Ces deux dernières étapes illustrent la complexité d’un parcours qui mêle relâchements apparents et efforts concentrés. Le vélo y conjugue paysages méditerranéens et enjeux sportifs majeurs, promettant une conclusion pleine de suspense. Pour suivre les horaires et toute la diffusion en direct du parcours, de précieux renseignements sont disponibles sur les horaires officiels du Tour de France Femmes 2026.
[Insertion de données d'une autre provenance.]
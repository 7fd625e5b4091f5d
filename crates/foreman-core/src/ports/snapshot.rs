//! SnapshotSource port - observer が full resync / poll で読む現在状態

use async_trait::async_trait;
use chrono::{DateTime, Utc};
use serde::{Deserialize, Serialize};

use crate::domain::{Blocker, ProjectId, Task, WorkerSlot};

/// Point-in-time copy of every entity an observer derives state from.
#[derive(Debug, Clone, PartialEq, Serialize, Deserialize)]
pub struct Snapshot {
    pub project_id: ProjectId,
    pub tasks: Vec<Task>,
    pub blockers: Vec<Blocker>,
    pub workers: Vec<WorkerSlot>,
    pub taken_at: DateTime<Utc>,
}

#[async_trait]
pub trait SnapshotSource: Send + Sync {
    /// Full state, used on connect and after a dropped push channel.
    async fn snapshot(&self) -> Snapshot;

    /// Blocker rows only, used by the interval poll.
    async fn blockers(&self) -> (Vec<Blocker>, DateTime<Utc>);
}
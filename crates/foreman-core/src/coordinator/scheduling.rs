//! Scheduling cycle and outcome handling.
//!
//! One cycle: promote ready tasks, hand them to pool slots (tasks waiting on a
//! PENDING ASYNC blocker go last), spawn each execution. Each outcome comes
//! back through `apply_outcome`, which is the only place a running task
//! leaves `in_progress` (apart from blocker expiry).

use std::future::Future;
use std::pin::Pin;
use std::sync::Arc;

use serde::{Deserialize, Serialize};
use tracing::{debug, error, info, warn};

use super::{Coordinator, InFlight, State, SuspendedTask};
use crate::domain::{
    Blocker, BlockerId, BlockerType, Decision, FailureReason, ForemanError, GraphError, Outcome, OutcomeKind,
    PoolError, TaskId, TaskStatus, WorkerId,
};
use crate::ports::{Assignment, BlockerAnswer, Worker};

pub(super) type BoxFuture = Pin<Box<dyn Future<Output = ()> + Send + 'static>>;

/// What one scheduling cycle did.
#[derive(Debug, Clone, Default, PartialEq, Eq, Serialize, Deserialize)]
pub struct CycleReport {
    /// Tasks handed to a worker, in dispatch order.
    pub assigned: Vec<(TaskId, WorkerId)>,
    /// Ready tasks pushed to the back because of a PENDING ASYNC blocker.
    pub deferred_async: usize,
    /// The pool ran out of slots; the remaining ready tasks wait for the next cycle.
    pub exhausted: bool,
}
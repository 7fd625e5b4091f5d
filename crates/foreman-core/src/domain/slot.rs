//! Worker slot model (owned by the pool).

use serde::{Deserialize, Serialize};

use super::ids::{BlockerId, TaskId, WorkerId};
use super::role::Role;

#[derive(Debug, Clone, Copy, PartialEq, Eq, Hash, Serialize, Deserialize)]
#[serde(rename_all = "snake_case")]
pub enum SlotState {
    Idle,
    Busy,
    /// Held by a worker suspended on a SYNC blocker.
    Blocked,
    Retired,
}

#[derive(Debug, Clone, PartialEq, Eq, Serialize, Deserialize)]
pub struct WorkerSlot {
    pub id: WorkerId,
    pub role: Role,
    pub state: SlotState,

    #[serde(default, skip_serializing_if = "Option::is_none")]
    pub current_task: Option<TaskId>,

    #[serde(default, skip_serializing_if = "Option::is_none")]
    pub blocked_by: Option<BlockerId>,

    pub tasks_completed: u32,
}

impl WorkerSlot {
    pub fn new(id: WorkerId, role: Role) -> Self {
        Self {
            id,
            role,
            state: SlotState::Idle,
            current_task: None,
            blocked_by: None,
            tasks_completed: 0,
        }
    }

    pub fn is_idle(&self) -> bool {
        self.state == SlotState::Idle
    }
}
Résumé du profil des étapes montagneuses clés
| Étape | Montée majeure | Distance (km) | Pente moyenne (%) | Position sur le parcours |
|---|---|---|---|---|
| 3 – Jura | Col de la Faucille | 11,4 | 6,3 | Début de l’étape |
| 4 (CLM) | Lacets de Marsannay | 1,8 | 6,9 | Milieu de parcours |
| 6 – Alpes | Col de Lalouvesc | 8,6 | 5 | Milieu de parcours |
| 7 – Alpes | Mont Ventoux | 15,7 | 8,8 | Arrivée – sommet |
| 9 – Nice | Col d’Èze (x4) | 7,7 | 5,9 | Courte boucle finale |
Les enjeux stratégiques du parcours et les potentielles favorites
Ce tracé du Tour de France Femmes 2026 réunit toutes les conditions pour livrer une bataille sportive palpitante, où chaque étape apporte son lot de défis. Le mélange d’étapes vallonnées, montagnardes et plates oblige les équipes à déployer des stratégies fines d’endurance, d’attaque et de gestion des efforts. Chaque coureuse doit être capable de défendre ses atouts, que ce soit en sprint, en montagne ou contre-la-montre. Pauline Ferrand-Prévot, qui s’est longuement exprimée sur la dureté annoncée de cette édition, illustre parfaitement l’exigence physique et mentale que réclame cet itinéraire.
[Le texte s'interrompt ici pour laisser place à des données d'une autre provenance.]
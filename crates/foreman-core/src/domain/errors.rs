//! Errors - エラー型
//!
//! 関心ごとに enum を分け、呼び出し側へ返すものだけを Err にします。
//! - GraphError: グラフ変更の拒否（部分適用なし）
//! - PoolError: スロット操作。PoolExhausted はスケジューリングサイクル内で吸収される
//! - BlockerError: 入力検証・レート制限・未知の ID
//! - ConfigError: 設定ファイル
//!
//! AlreadyResolved は想定内の競合結果なのでエラーではなく `ResolveOutcome` で返します。
//! RetryExceeded / BlockerExpired は `FailureReason` としてイベントで通知します。

use thiserror::Error;

use super::ids::{BlockerId, TaskId, WorkerId};
use super::role::Role;
use super::slot::SlotState;
use super::task::TaskStatus;

#[derive(Debug, Clone, PartialEq, Eq, Error)]
pub enum GraphError {
    #[error("task {0} already exists")]
    DuplicateTask(TaskId),

    #[error("task {0} cannot depend on itself")]
    SelfDependency(TaskId),

    #[error("task {task} depends on unknown task {predecessor}")]
    UnknownPredecessor { task: TaskId, predecessor: TaskId },

    #[error("unknown task {0}")]
    UnknownTask(TaskId),

    #[error("dependency cycle detected: {}", render_cycle(.cycle))]
    CycleDetected { cycle: Vec<TaskId> },

    #[error("invalid transition for {task}: {from} -> {to}")]
    InvalidTransition {
        task: TaskId,
        from: TaskStatus,
        to: TaskStatus,
    },

    #[error("duplicate plan key {0:?}")]
    DuplicateKey(String),

    #[error("plan entry {key:?} depends on unknown key {missing:?}")]
    UnknownKey { key: String, missing: String },
}

fn render_cycle(cycle: &[TaskId]) -> String {
    cycle
        .iter()
        .map(|id| id.to_string())
        .collect::<Vec<_>>()
        .join(" -> ")
}

#[derive(Debug, Clone, PartialEq, Eq, Error)]
pub enum PoolError {
    #[error("worker pool exhausted ({max} slots in use)")]
    PoolExhausted { max: usize },

    #[error("unknown worker slot {0}")]
    UnknownSlot(WorkerId),

    #[error("no worker factory registered for role {0}")]
    NoFactory(Role),

    #[error("duplicate worker factory for role {0}")]
    DuplicateRole(Role),

    #[error("failed to spawn {role} worker: {reason}")]
    SpawnFailed { role: Role, reason: String },

    #[error("worker slot {worker_id} is {state:?}")]
    InvalidSlotState { worker_id: WorkerId, state: SlotState },
}

#[derive(Debug, Clone, PartialEq, Eq, Error)]
pub enum BlockerError {
    #[error("question must be 1-{max} characters (got {len})")]
    InvalidQuestion { len: usize, max: usize },

    #[error("answer must be 1-{max} characters (got {len})")]
    InvalidAnswer { len: usize, max: usize },

    #[error("blocker {0} not found")]
    NotFound(BlockerId),

    #[error("rate limit exceeded: worker {worker_id} created {limit} blockers in the last minute")]
    RateLimited { worker_id: WorkerId, limit: u32 },

    #[error("blocker references unknown task {0}")]
    UnknownTask(TaskId),
}

#[derive(Debug, Error)]
pub enum ConfigError {
    #[error("failed to read config {path}: {source}")]
    Io {
        path: String,
        #[source]
        source: std::io::Error,
    },

    #[error("failed to parse config: {0}")]
    Parse(#[from] serde_json::Error),

    #[error("invalid config: {0}")]
    Invalid(String),
}

/// ForemanError はクレート全体の Result 用エラー
#[derive(Debug, Error)]
pub enum ForemanError {
    #[error(transparent)]
    Graph(#[from] GraphError),

    #[error(transparent)]
    Pool(#[from] PoolError),

    #[error(transparent)]
    Blocker(#[from] BlockerError),

    #[error(transparent)]
    Config(#[from] ConfigError),

    #[error("coordinator is stopped")]
    Stopped,
}

#[cfg(test)]
mod tests {
    use super::*;

    #[test]
    fn cycle_message_lists_path() {
        let a = TaskId::from_raw(1);
        let b = TaskId::from_raw(2);
        let err = GraphError::CycleDetected { cycle: vec![a, b, a] };
        assert_eq!(err.to_string(), format!("dependency cycle detected: {a} -> {b} -> {a}"));
    }

    #[test]
    fn from_conversions_wrap_sources() {
        let err: ForemanError = PoolError::NoFactory(Role::Test).into();
        assert!(matches!(err, ForemanError::Pool(PoolError::NoFactory(Role::Test))));
        assert_eq!(err.to_string(), "no worker factory registered for role test");
    }
}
Au-delà des talents individuels, la dynamique collective et la capacité à répondre aux attaques soudaines seront également déterminantes. La stratégie pourrait évoluer très rapidement suivant les résultats des premières étapes, notamment après le contre-la-montre à Dijon et le passage du Mont Ventoux. La sélection des équipes engagées emporte dans son sillage plusieurs favorites solides, comme Anna van der Breggen Vollering ou d’autres puncheuses aguerries préparant le duel final.
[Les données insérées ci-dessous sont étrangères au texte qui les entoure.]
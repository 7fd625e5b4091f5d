//! Observer - push と poll を 1 つの consumer で突き合わせる
//!
//! Design:
//! - producer は 2 つ。push forwarder（broadcast の購読）と poll producer（interval で blocker を再読込）。
//!   どちらも同じ mpsc に `Update` を送るだけで、状態は持たない。
//! - consumer は 1 つだけ。`DerivedState::apply` が冪等なので、同じ変化が両方から届いても問題ない。
//! - 起動時と push の取りこぼし（Lagged）時は snapshot で full resync する。
//!   購読してから snapshot を取るので、その間のイベントは後から届いて収束する。
//! - 現在の状態は `watch` で公開する。

use std::sync::Arc;
use std::time::Duration;

use tokio::sync::{broadcast, mpsc, watch};
use tokio::task::JoinHandle;
use tracing::{debug, info, warn};

use super::hub::SyncHub;
use super::state::{DerivedState, Update};
use crate::ports::SnapshotSource;

const UPDATE_BUFFER: usize = 64;

/// Observer handle.
/// - `state()` で最新の DerivedState を購読できる
/// - `shutdown_and_join()` で producer を止めて consumer の終了を待つ
pub struct Observer {
    state: watch::Receiver<DerivedState>,
    shutdown_tx: watch::Sender<bool>,
    joins: Vec<JoinHandle<()>>,
}

impl Observer {
    pub fn spawn(hub: Arc<SyncHub>, source: Arc<dyn SnapshotSource>, poll_interval: Duration) -> Self {
        let (shutdown_tx, shutdown_rx) = watch::channel(false);
        let (update_tx, update_rx) = mpsc::channel(UPDATE_BUFFER);
        let (state_tx, state) = watch::channel(DerivedState::new());

        let push = tokio::spawn(push_forwarder(
            Arc::clone(&hub),
            Arc::clone(&source),
            update_tx.clone(),
            shutdown_rx.clone(),
        ));
        let poll = tokio::spawn(poll_producer(hub, source, update_tx, poll_interval, shutdown_rx));
        let consume = tokio::spawn(consumer(update_rx, state_tx));

        Self {
            state,
            shutdown_tx,
            joins: vec![push, poll, consume],
        }
    }

    pub fn state(&self) -> watch::Receiver<DerivedState> {
        self.state.clone()
    }

    pub fn current(&self) -> DerivedState {
        self.state.borrow().clone()
    }

    pub fn request_shutdown(&self) {
        // ignore send error: producers may already be gone
        let _ = self.shutdown_tx.send(true);
    }

    pub async fn shutdown_and_join(self) {
        self.request_shutdown();
        for j in self.joins {
            let _ = j.await;
        }
    }
}

async fn resync(hub: &SyncHub, source: &dyn SnapshotSource, tx: &mpsc::Sender<Update>) -> bool {
    let seq = hub.last_seq();
    let snapshot = source.snapshot().await;
    tx.send(Update::Snapshot { snapshot, seq }).await.is_ok()
}

async fn push_forwarder(
    hub: Arc<SyncHub>,
    source: Arc<dyn SnapshotSource>,
    tx: mpsc::Sender<Update>,
    mut shutdown_rx: watch::Receiver<bool>,
) {
    let mut events = hub.subscribe();
    if !resync(&hub, source.as_ref(), &tx).await {
        return;
    }
    info!("observer synced");

    loop {
        let received = tokio::select! {
            _ = shutdown_rx.wait_for(|stop| *stop) => break,
            received = events.recv() => received,
        };
        match received {
            Ok(event) => {
                if tx.send(Update::Event(event)).await.is_err() {
                    break;
                }
            }
            Err(broadcast::error::RecvError::Lagged(missed)) => {
                warn!(missed, "observer lagged behind push channel, resyncing");
                if !resync(&hub, source.as_ref(), &tx).await {
                    break;
                }
            }
            Err(broadcast::error::RecvError::Closed) => {
                debug!("push channel closed");
                break;
            }
        }
    }
}

async fn poll_producer(
    hub: Arc<SyncHub>,
    source: Arc<dyn SnapshotSource>,
    tx: mpsc::Sender<Update>,
    poll_interval: Duration,
    mut shutdown_rx: watch::Receiver<bool>,
) {
    let mut ticker = tokio::time::interval(poll_interval);
    ticker.set_missed_tick_behavior(tokio::time::MissedTickBehavior::Skip);
    ticker.tick().await;

    loop {
        tokio::select! {
            _ = shutdown_rx.wait_for(|stop| *stop) => break,
            _ = ticker.tick() => {}
        }
        let seq = hub.last_seq();
        let (blockers, at) = source.blockers().await;
        if tx.send(Update::BlockerPoll { blockers, at, seq }).await.is_err() {
            break;
        }
    }
}

/// Ends once both producers are gone.
async fn consumer(mut rx: mpsc::Receiver<Update>, state_tx: watch::Sender<DerivedState>) {
    while let Some(update) = rx.recv().await {
        state_tx.send_if_modified(|state| state.apply(update));
    }
    debug!("observer consumer stopped");
}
- Gestion du rythme : ne jamais laisser l’effort s’effondrer pour éviter les cassures inattendues.
- Répartition de l’effort : savoir doser ses attaques pour ne pas s’épuiser avant les étapes clés.
- Travail d’équipe : protéger la leader, contrôler les échappées et préparer les sprints ou les ascensions.
- Utilisation du contre-la-montre : étape où les écarts se creusent, le chrono sera crucial.
- Capacité d’adaptation : réagir rapidement aux changements de rythme et aux surprises du parcours.
Combien d’étapes composent le Tour de France Femmes 2026 ?
Le Tour 2026 comprend neuf étapes consécutives, sans journée de repos, offrant un parcours total d’environ 1 175 kilomètres.
Quels sont les passages montagneux clés lors de cette édition ?
Les ascensions majeures incluent le col de la Faucille, le Mont Ventoux, le col de Lalouvesc et le col d’Èze, chacune jouant un rôle décisif dans la lutte pour le classement général.
Le parcours favorise-t-il les sprinteuses ou les grimpeuses ?
Le parcours est un équilibre entre étapes vallonnées adaptées aux sprinteuses et étapes montagneuses où les grimpeuses pourront faire la différence, notamment lors du passage du Mont Ventoux.
Y aura-t-il un contre-la-montre ?
Oui, la quatrième étape est un contre-la-montre individuel entre Gevrey-Chambertin et Dijon, une première depuis l’édition précédente qui pourrait influencer significativement le classement.
Où puis-je suivre les horaires et la diffusion de la course ?
Vous pouvez consulter les horaires de départ, le parcours détaillé et la diffusion officielle sur les plateformes spécialisées comme le site officiel du Tour de France Femmes.